**TASK**
Be exact. Print each record as it stands.

START MATERIAL SHOWN

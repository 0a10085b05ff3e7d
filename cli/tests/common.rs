//! # Forge Integration Test Common Helpers
//!
//! File: cli/tests/common.rs
//!
//! ## Overview
//!
//! Shared helpers for the integration test crates in `cli/tests/`: a
//! handle on the compiled `forge` binary and on-disk blueprint fixtures.
//!

// Different test files use different helpers.
#![allow(dead_code)]

pub use assert_cmd::Command;
use std::fs;
use std::path::Path;

/// # Get Forge Command (`forge_cmd`)
///
/// An `assert_cmd::Command` for the `forge` binary of the current test run.
/// `HOME` and `XDG_CONFIG_HOME` point at an empty directory so a developer's
/// own configuration never leaks into a test.
pub fn forge_cmd(home: &Path) -> Command {
    let mut cmd = Command::cargo_bin("forge").expect("Failed to find forge binary for testing");
    cmd.env("HOME", home)
        .env("XDG_CONFIG_HOME", home.join(".config"))
        .env_remove("FORGE_BLUEPRINTS_DIR")
        .env_remove("RUST_LOG")
        .current_dir(home);
    cmd
}

/// Writes `<root>/<id>/blueprint.toml` and its `templates/` files.
pub fn write_blueprint(root: &Path, id: &str, manifest: &str, templates: &[(&str, &str)]) {
    let dir = root.join(id);
    fs::create_dir_all(dir.join("templates")).unwrap();
    fs::write(dir.join("blueprint.toml"), manifest).unwrap();
    for (name, body) in templates {
        let path = dir.join("templates").join(name);
        fs::create_dir_all(path.parent().unwrap()).unwrap();
        fs::write(path, body).unwrap();
    }
}

pub const GO_API_MANIFEST: &str = r#"
[blueprint]
name = "Go API"
type = "web-api"
architecture = "layered"
description = "Go HTTP service with optional Docker and Postgres"

[[variables]]
name = "ProjectName"
kind = "string"
required = true
pattern = "^[a-z][a-z0-9-]*$"

[[variables]]
name = "UseDocker"
kind = "bool"
default = false

[[variables]]
name = "Database"
kind = "choice"
choices = ["postgres", "none"]
default = "none"

[[files]]
source = "main.go.tera"
destination = "cmd/{{ ProjectName }}/main.go"

[[files]]
source = "Dockerfile.tera"
condition = "UseDocker"

[[files]]
source = "db.go.tera"
destination = "internal/db/db.go"
condition = "Database != 'none'"

[[files]]
source = "go.mod.tera"
manifest = true

[[dependencies]]
module = "github.com/gin-gonic/gin"
version = "v1.9.1"

[[dependencies]]
module = "github.com/lib/pq"
version = "v1.10.9"
condition = "Database == 'postgres'"

[[hooks]]
command = "go mod tidy"
description = "Resolve module checksums"
"#;

pub const GO_API_TEMPLATES: &[(&str, &str)] = &[
    (
        "main.go.tera",
        "package main\n\n// {{ ProjectName | pascal_case }} entry point.\nfunc main() {}\n",
    ),
    (
        "Dockerfile.tera",
        "FROM golang:1.22\nWORKDIR /src/{{ ProjectName }}\n",
    ),
    ("db.go.tera", "package db\n\n// Driver: {{ Database }}\n"),
    (
        "go.mod.tera",
        "module {{ ProjectName }}\n\ngo 1.22\n{% for dep in dependencies %}\nrequire {{ dep.module }} {{ dep.version }}{% endfor %}\n",
    ),
];

pub const RUST_CLI_MANIFEST: &str = r#"
[blueprint]
name = "Rust CLI"
type = "cli"
architecture = "single-crate"

[[variables]]
name = "CrateName"
kind = "string"
required = true

[[variables]]
name = "Port"
kind = "number"
default = 8080

[[files]]
source = "src/main.rs.tera"

[[files]]
source = "Cargo.toml.tera"
manifest = true

[[dependencies]]
module = "clap"
version = "4.5.0"
"#;

pub const RUST_CLI_TEMPLATES: &[(&str, &str)] = &[
    (
        "src/main.rs.tera",
        "fn main() {\n    println!(\"{{ CrateName }} on {{ Port }}\");\n}\n",
    ),
    (
        "Cargo.toml.tera",
        "[package]\nname = \"{{ CrateName | kebab_case }}\"\n\n[dependencies]\n{% for dep in dependencies %}{{ dep.module }} = \"{{ dep.version }}\"\n{% endfor %}",
    ),
];

/// A blueprint directory holding the `go-api` and `rust-cli` fixtures.
pub fn fixture_blueprints() -> tempfile::TempDir {
    let dir = tempfile::tempdir().expect("Failed to create temp dir for blueprints");
    write_blueprint(dir.path(), "go-api", GO_API_MANIFEST, GO_API_TEMPLATES);
    write_blueprint(dir.path(), "rust-cli", RUST_CLI_MANIFEST, RUST_CLI_TEMPLATES);
    dir
}
//! # Generation Progress
//!
//! File: cli/src/progress/mod.rs
//!
//! ## Overview
//!
//! Best-effort, per-generation progress notifications for live previews.
//! The generator publishes a [`ProgressEvent`] for each rendered file, each
//! failure, and once at the end; WebSocket clients subscribed to the same
//! generation id receive them.
//!
//! Nothing here is a system of record. A slow listener loses its
//! subscription instead of slowing generation down, and a generation runs
//! the same whether or not anyone is listening.
//!
pub mod broadcaster;
pub mod event;

pub use broadcaster::{Broadcaster, BroadcasterHandle, ListenerId, Subscription};
pub use event::{ProgressEvent, ProgressKind};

END MATERIAL SHOWN

**RESPONSE AREA**
repository 0a10085b05ff3e7d
filename cli/tests/common.rs
//! # Forge Integration Test Common Helpers
//!
//! File: cli/tests/common.rs
//!
//! ## Overview
//!
//! Shared helpers for the integration test crates in `cli/tests/`: a
//! handle on the compiled `forge` binary and on-disk blueprint fixtures.
//!

// Different test files use different helpers.
#![allow(dead_code)]

pub use assert_cmd::Command;
use std::fs;
use std::path::Path;

/// # Get Forge Command (`forge_cmd`)
///
/// An `assert_cmd::Command` for the `forge` binary of the current test run.
/// `HOME` and `XDG_CONFIG_HOME` point at an empty directory so a developer's
/// own configuration never leaks into a test.
pub fn forge_cmd(home: &Path) -> Command {
    let mut cmd = Command::cargo_bin("forge").expect("Failed to find forge binary for testing");
    cmd.env("HOME", home)
        .env("XDG_CONFIG_HOME", home.join(".config"))
        .env_remove("FORGE_BLUEPRINTS_DIR")
        .env_remove("RUST_LOG")
        .current_dir(home);
    cmd
}

/// Writes `<root>/<id>/blueprint.toml` and its `templates/` files.
pub fn write_blueprint(root: &Path, id: &str, manifest: &str, templates: &[(&str, &str)]) {
    let dir = root.join(id);
    fs::create_dir_all(dir.join("templates")).unwrap();
    fs::write(dir.join("blueprint.toml"), manifest).unwrap();
    for (name, body) in templates {
        let path = dir.join("templates").join(name);
        fs::create_dir_all(path.parent().unwrap()).unwrap();
        fs::write(path, body).unwrap();
    }
}

pub const GO_API_MANIFEST: &str = r#"
[blueprint]
name = "Go API"
type = "web-api"
architecture = "layered"
description = "Go HTTP service with optional Docker and Postgres"

[[variables]]
name = "ProjectName"
kind = "string"
required = true
pattern = "^[a-z][a-z0-9-]*$"

[[variables]]
name = "UseDocker"
kind = "bool"
default = false

[[variables]]
name = "Database"
kind = "choice"
choices = ["postgres", "none"]
default = "none"

[[files]]
source = "main.go.tera"
destination = "cmd/{{ ProjectName }}/main.go"

[[files]]
source = "Dockerfile.tera"
condition = "UseDocker"

[[files]]
source = "db.go.tera"
destination = "internal/db/db.go"
condition = "Database != 'none'"

[[files]]
source = "go.mod.tera"
manifest = true

[[dependencies]]
module = "github.com/gin-gonic/gin"
version = "v1.9.1"

[[dependencies]]
module = "github.com/lib/pq"
version = "v1.10.9"
condition = "Database == 'postgres'"

[[hooks]]
command = "go mod tidy"
description = "Resolve module checksums"
"#;

pub const GO_API_TEMPLATES: &[(&str, &str)] = &[
    (
        "main.go.tera",
        "package main\n\n// {{ ProjectName | pascal_case }} entry point.\nfunc main() {}\n",
    ),
    (
        "Dockerfile.tera",
        "FROM golang:1.22\nWORKDIR /src/{{ ProjectName }}\n",
    ),
    ("db.go.tera", "package db\n\n// Driver: {{ Database }}\n"),
    (
        "go.mod.tera",
        "module {{ ProjectName }}\n\ngo 1.22\n{% for dep in dependencies %}\nrequire {{ dep.module }} {{ dep.version }}{% endfor %}\n",
    ),
];

pub const RUST_CLI_MANIFEST: &str = r#"
[blueprint]
name = "Rust CLI"
type = "cli"
architecture = "single-crate"

[[variables]]
name = "CrateName"
kind = "string"
required = true

[[variables]]
name = "Port"
kind = "number"
default = 8080

[[files]]
source = "src/main.rs.tera"

[[files]]
source = "Cargo.toml.tera"
manifest = true

[[dependencies]]
module = "clap"
version = "4.5.0"
"#;

pub const RUST_CLI_TEMPLATES: &[(&str, &str)] = &[
    (
        "src/main.rs.tera",
        "fn main() {\n    println!(\"{{ CrateName }} on {{ Port }}\");\n}\n",
    ),
    (
        "Cargo.toml.tera",
        "[package]\nname = \"{{ CrateName | kebab_case }}\"\n\n[dependencies]\n{% for dep in dependencies %}{{ dep.module }} = \"{{ dep.version }}\"\n{% endfor %}",
    ),
];

/// A blueprint directory holding the `go-api` and `rust-cli` fixtures.
pub fn fixture_blueprints() -> tempfile::TempDir {
    let dir = tempfile::tempdir().expect("Failed to create temp dir for blueprints");
    write_blueprint(dir.path(), "go-api", GO_API_MANIFEST, GO_API_TEMPLATES);
    write_blueprint(dir.path(), "rust-cli", RUST_CLI_MANIFEST, RUST_CLI_TEMPLATES);
    dir
}
//! # Generation Progress
//!
//! File: cli/src/progress/mod.rs
//!
//! ## Overview
//!
//! Best-effort, per-generation progress notifications for live previews.
//! The generator publishes a [`ProgressEvent`] for each rendered file, each
//! failure, and once at the end; WebSocket clients subscribed to the same
//! generation id receive them.
//!
//! Nothing here is a system of record. A slow listener loses its
//! subscription instead of slowing generation down, and a generation runs
//! the same whether or not anyone is listening.
//!
pub mod broadcaster;
pub mod event;

pub use broadcaster::{Broadcaster, BroadcasterHandle, ListenerId, Subscription};
pub use event::{ProgressEvent, ProgressKind};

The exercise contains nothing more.